Cette consigne sonna la fin du cours de français et ce fut l'unique information qui pénétra mon esprit embrumé. Je notais distraitement le travail à faire pour la séance suivante, dans quelques jours : «faire poème + sa construct°», en quelque chose de moins lisible. Les mots semblaient se brouiller devant mes yeux brillants de larmes contenues.

À la pause de l'après-midi, ne supportant plus ce supplice, je me tins au mur en posant le front contre la peinture légèrement écaillée. La fraîcheur atténua quelque peu le brasier fictif qui brûlait mon cerveau. Comme une brise fraîche en pleine chaleur, le mur apaisa le rythme du lourd marteau se pressant à l'intérieur de mon crâne.

Ma tête pulsait encore, tout en devenant plus supportable que précédemment. Je ne voulais pas me séparer de la paroi, profitant d'une demi-seconde d'accalmie pour fermer les yeux.

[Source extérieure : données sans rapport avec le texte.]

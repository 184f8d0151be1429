//! Runtime configuration
//!
//! Configuration comes from a TOML file when one is given, otherwise from
//! `PODIUM_*` environment variables. Either way the API token may be supplied
//! through `PODIUM_API_TOKEN` or `ROBOTEVENTS_AUTH_TOKEN` so it never has to be
//! written to disk.

use crate::{ConfigError, Grade, TeamFilter};
use serde::{Deserialize, Serialize};
use std::fmt;
use std::path::{Path, PathBuf};
use std::str::FromStr;
use std::time::Duration;

pub const DEFAULT_API_BASE_URL: &str = "https://www.robotevents.com/api/v2";
pub const DEFAULT_SEASONS_BASE_URL: &str = "https://www.robotevents.com/api";
pub const DEFAULT_SEASON: u32 = 197;
pub const DEFAULT_COMMIT_INTERVAL: usize = 10;
pub const DEFAULT_REFRESH_THRESHOLD_SECS: u64 = 7 * 24 * 60 * 60;

const TOKEN_ENV_VARS: [&str; 2] = ["PODIUM_API_TOKEN", "ROBOTEVENTS_AUTH_TOKEN"];

/// Retry policy for remote calls.
#[derive(Debug, Clone, PartialEq, Eq, Serialize, Deserialize)]
#[serde(deny_unknown_fields, default)]
pub struct RetryConfig {
    /// Total attempts per call, including the first.
    pub max_attempts: u32,
    /// Delay before the second attempt, in milliseconds
    pub base_delay_ms: u64,
    /// Upper bound on any single delay, in milliseconds
    pub max_delay_ms: u64,
}

impl Default for RetryConfig {
    fn default() -> Self {
        Self {
            max_attempts: 5,
            base_delay_ms: 2_000,
            max_delay_ms: 60_000,
        }
    }
}

impl RetryConfig {
    pub fn base_delay(&self) -> Duration {
        Duration::from_millis(self.base_delay_ms)
    }

    pub fn max_delay(&self) -> Duration {
        Duration::from_millis(self.max_delay_ms)
    }
}

/// Durable store location.
#[derive(Debug, Clone, PartialEq, Eq, Serialize, Deserialize)]
#[serde(deny_unknown_fields, default)]
pub struct StorageConfig {
    /// Directory holding the LMDB environment.
    pub path: PathBuf,
    pub map_size_mb: usize,
}

impl Default for StorageConfig {
    fn default() -> Self {
        Self {
            path: PathBuf::from("data/podium"),
            map_size_mb: 256,
        }
    }
}

/// Log sink settings.
#[derive(Debug, Clone, PartialEq, Eq, Serialize, Deserialize)]
#[serde(deny_unknown_fields, default)]
pub struct LogConfig {
    /// Append-only log file; console output mirrors it.
    pub path: PathBuf,
    /// `EnvFilter` directive used when `RUST_LOG` is unset.
    pub filter: String,
    /// Emit JSON lines instead of plain text.
    pub json: bool,
}

impl Default for LogConfig {
    fn default() -> Self {
        Self {
            path: PathBuf::from("qualification_progress.log"),
            filter: "podium=info,info".to_string(),
            json: false,
        }
    }
}

/// Master configuration for the ingestion job.
#[derive(Clone, PartialEq, Eq, Serialize, Deserialize)]
#[serde(deny_unknown_fields, default)]
pub struct IngestConfig {
    pub api_token: String,
    pub api_base_url: String,
    /// Host serving the unauthenticated season skills feed.
    pub seasons_base_url: String,
    pub season: u32,
    pub request_timeout_ms: u64,
    pub retry: RetryConfig,
    /// Items between durable commits of the qualification run.
    pub commit_interval: usize,
    pub checkpoint_path: PathBuf,
    pub team_filter: TeamFilter,
    /// Event whose registered teams are treated as already WORLD-qualified.
    pub worlds_event_id: Option<i64>,
    pub refresh_threshold_secs: u64,
    pub skills_team_limit: usize,
    pub skills_commit_interval: usize,
    pub storage: StorageConfig,
    pub log: LogConfig,
}

impl Default for IngestConfig {
    fn default() -> Self {
        Self {
            api_token: String::new(),
            api_base_url: DEFAULT_API_BASE_URL.to_string(),
            seasons_base_url: DEFAULT_SEASONS_BASE_URL.to_string(),
            season: DEFAULT_SEASON,
            request_timeout_ms: 30_000,
            retry: RetryConfig::default(),
            commit_interval: DEFAULT_COMMIT_INTERVAL,
            checkpoint_path: PathBuf::from("qualification_progress.json"),
            team_filter: TeamFilter::default(),
            worlds_event_id: None,
            refresh_threshold_secs: DEFAULT_REFRESH_THRESHOLD_SECS,
            skills_team_limit: 10_000,
            skills_commit_interval: 100,
            storage: StorageConfig::default(),
            log: LogConfig::default(),
        }
    }
}

impl fmt::Debug for IngestConfig {
    fn fmt(&self, f: &mut fmt::Formatter<'_>) -> fmt::Result {
        f.debug_struct("IngestConfig")
            .field("api_token", &"[REDACTED]")
            .field("api_base_url", &self.api_base_url)
            .field("seasons_base_url", &self.seasons_base_url)
            .field("season", &self.season)
            .field("request_timeout_ms", &self.request_timeout_ms)
            .field("retry", &self.retry)
            .field("commit_interval", &self.commit_interval)
            .field("checkpoint_path", &self.checkpoint_path)
            .field("team_filter", &self.team_filter)
            .field("worlds_event_id", &self.worlds_event_id)
            .field("refresh_threshold_secs", &self.refresh_threshold_secs)
            .field("skills_team_limit", &self.skills_team_limit)
            .field("skills_commit_interval", &self.skills_commit_interval)
            .field("storage", &self.storage)
            .field("log", &self.log)
            .finish()
    }
}

impl IngestConfig {
    /// Load from a TOML file, then fill the token from the environment if the
    /// file leaves it empty.
    pub fn from_path(path: &Path) -> Result<Self, ConfigError> {
        let contents = std::fs::read_to_string(path).map_err(|e| ConfigError::Io {
            path: path.display().to_string(),
            reason: e.to_string(),
        })?;
        let mut config = Self::from_toml_str(&contents)?;
        if config.api_token.trim().is_empty() {
            if let Some(token) = token_from_env() {
                config.api_token = token;
            }
        }
        Ok(config)
    }

    pub fn from_toml_str(contents: &str) -> Result<Self, ConfigError> {
        toml::from_str(contents).map_err(|e| ConfigError::Parse {
            reason: e.to_string(),
        })
    }

    /// Create IngestConfig from environment variables.
    ///
    /// Environment variables:
    /// - `PODIUM_API_TOKEN` / `ROBOTEVENTS_AUTH_TOKEN`: bearer token (required)
    /// - `PODIUM_API_BASE_URL`, `PODIUM_SEASONS_BASE_URL`, `PODIUM_SEASON`
    /// - `PODIUM_REQUEST_TIMEOUT_MS`
    /// - `PODIUM_MAX_ATTEMPTS`, `PODIUM_BASE_DELAY_MS`, `PODIUM_MAX_DELAY_MS`
    /// - `PODIUM_COMMIT_INTERVAL`, `PODIUM_CHECKPOINT_PATH`
    /// - `PODIUM_TEAM_REGION`, `PODIUM_TEAM_GRADE`, `PODIUM_WORLDS_EVENT_ID`
    /// - `PODIUM_REFRESH_THRESHOLD_SECS`
    /// - `PODIUM_SKILLS_TEAM_LIMIT`, `PODIUM_SKILLS_COMMIT_INTERVAL`
    /// - `PODIUM_STORAGE_PATH`, `PODIUM_STORAGE_MAP_SIZE_MB`
    /// - `PODIUM_LOG_PATH`, `PODIUM_LOG_FILTER`, `PODIUM_LOG_JSON`
    pub fn from_env() -> Self {
        let defaults = Self::default();

        Self {
            api_token: token_from_env().unwrap_or_default(),
            api_base_url: env_or("PODIUM_API_BASE_URL", defaults.api_base_url),
            seasons_base_url: env_or("PODIUM_SEASONS_BASE_URL", defaults.seasons_base_url),
            season: env_parse("PODIUM_SEASON", defaults.season),
            request_timeout_ms: env_parse("PODIUM_REQUEST_TIMEOUT_MS", defaults.request_timeout_ms),
            retry: RetryConfig {
                max_attempts: env_parse("PODIUM_MAX_ATTEMPTS", defaults.retry.max_attempts),
                base_delay_ms: env_parse("PODIUM_BASE_DELAY_MS", defaults.retry.base_delay_ms),
                max_delay_ms: env_parse("PODIUM_MAX_DELAY_MS", defaults.retry.max_delay_ms),
            },
            commit_interval: env_parse("PODIUM_COMMIT_INTERVAL", defaults.commit_interval),
            checkpoint_path: std::env::var("PODIUM_CHECKPOINT_PATH")
                .map(PathBuf::from)
                .unwrap_or(defaults.checkpoint_path),
            team_filter: TeamFilter {
                region: std::env::var("PODIUM_TEAM_REGION").ok(),
                grade: std::env::var("PODIUM_TEAM_GRADE").ok().map(Grade::from),
            },
            worlds_event_id: std::env::var("PODIUM_WORLDS_EVENT_ID")
                .ok()
                .and_then(|s| s.parse().ok()),
            refresh_threshold_secs: env_parse(
                "PODIUM_REFRESH_THRESHOLD_SECS",
                defaults.refresh_threshold_secs,
            ),
            skills_team_limit: env_parse("PODIUM_SKILLS_TEAM_LIMIT", defaults.skills_team_limit),
            skills_commit_interval: env_parse(
                "PODIUM_SKILLS_COMMIT_INTERVAL",
                defaults.skills_commit_interval,
            ),
            storage: StorageConfig {
                path: std::env::var("PODIUM_STORAGE_PATH")
                    .map(PathBuf::from)
                    .unwrap_or(defaults.storage.path),
                map_size_mb: env_parse("PODIUM_STORAGE_MAP_SIZE_MB", defaults.storage.map_size_mb),
            },
            log: LogConfig {
                path: std::env::var("PODIUM_LOG_PATH")
                    .map(PathBuf::from)
                    .unwrap_or(defaults.log.path),
                filter: env_or("PODIUM_LOG_FILTER", defaults.log.filter),
                json: std::env::var("PODIUM_LOG_JSON")
                    .map(|s| s == "true" || s == "1")
                    .unwrap_or(defaults.log.json),
            },
        }
    }

    pub fn request_timeout(&self) -> Duration {
        Duration::from_millis(self.request_timeout_ms)
    }

    pub fn refresh_threshold(&self) -> Duration {
        Duration::from_secs(self.refresh_threshold_secs)
    }

    /// Validate the configuration.
    pub fn validate(&self) -> Result<(), ConfigError> {
        if self.api_token.trim().is_empty() {
            return Err(ConfigError::MissingRequired {
                field: "api_token".to_string(),
            });
        }

        for (field, url) in [
            ("api_base_url", &self.api_base_url),
            ("seasons_base_url", &self.seasons_base_url),
        ] {
            if !(url.starts_with("http://") || url.starts_with("https://")) {
                return Err(ConfigError::InvalidValue {
                    field: field.to_string(),
                    value: url.clone(),
                    reason: "must be an http(s) URL".to_string(),
                });
            }
        }

        if self.retry.max_attempts == 0 {
            return Err(ConfigError::InvalidValue {
                field: "retry.max_attempts".to_string(),
                value: "0".to_string(),
                reason: "at least one attempt is required".to_string(),
            });
        }

        if self.retry.base_delay_ms > self.retry.max_delay_ms {
            return Err(ConfigError::InvalidValue {
                field: "retry.base_delay_ms".to_string(),
                value: self.retry.base_delay_ms.to_string(),
                reason: format!(
                    "must not exceed retry.max_delay_ms ({})",
                    self.retry.max_delay_ms
                ),
            });
        }

        for (field, value) in [
            ("commit_interval", self.commit_interval),
            ("skills_commit_interval", self.skills_commit_interval),
            ("storage.map_size_mb", self.storage.map_size_mb),
        ] {
            if value == 0 {
                return Err(ConfigError::InvalidValue {
                    field: field.to_string(),
                    value: "0".to_string(),
                    reason: "must be greater than 0".to_string(),
                });
            }
        }

        if self.request_timeout_ms == 0 {
            return Err(ConfigError::InvalidValue {
                field: "request_timeout_ms".to_string(),
                value: "0".to_string(),
                reason: "must be greater than 0".to_string(),
            });
        }

        Ok(())
    }
}

fn token_from_env() -> Option<String> {
    TOKEN_ENV_VARS
        .iter()
        .filter_map(|key| std::env::var(key).ok())
        .find(|value| !value.trim().is_empty())
}

fn env_or(key: &str, default: String) -> String {
    std::env::var(key).unwrap_or(default)
}

fn env_parse<T: FromStr>(key: &str, default: T) -> T {
    std::env::var(key)
        .ok()
        .and_then(|s| s.parse().ok())
        .unwrap_or(default)
}

// =============================================================================
// TESTS
// =============================================================================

Sans crier gare, mes pensées se colorèrent de mille nuances. Ma tête sembla remplie de poussière, je peinais à respirer. En ouvrant les yeux, je vis que je n'étais pas dans le couloir, mais dans une rue jonchée de débris.

Je lâchais un cri de stupeur devant cette scène avant de grogner de douleur : ma jambe me lançait horriblement. Je sentis une présence derrière moi et me retournais, effrayée.

Un jeune homme me regardait de ses yeux bruns d'un air inquiet. La rue s'effaçait déjà, remplacée par le couloir éclairé par de minces rayons de soleil.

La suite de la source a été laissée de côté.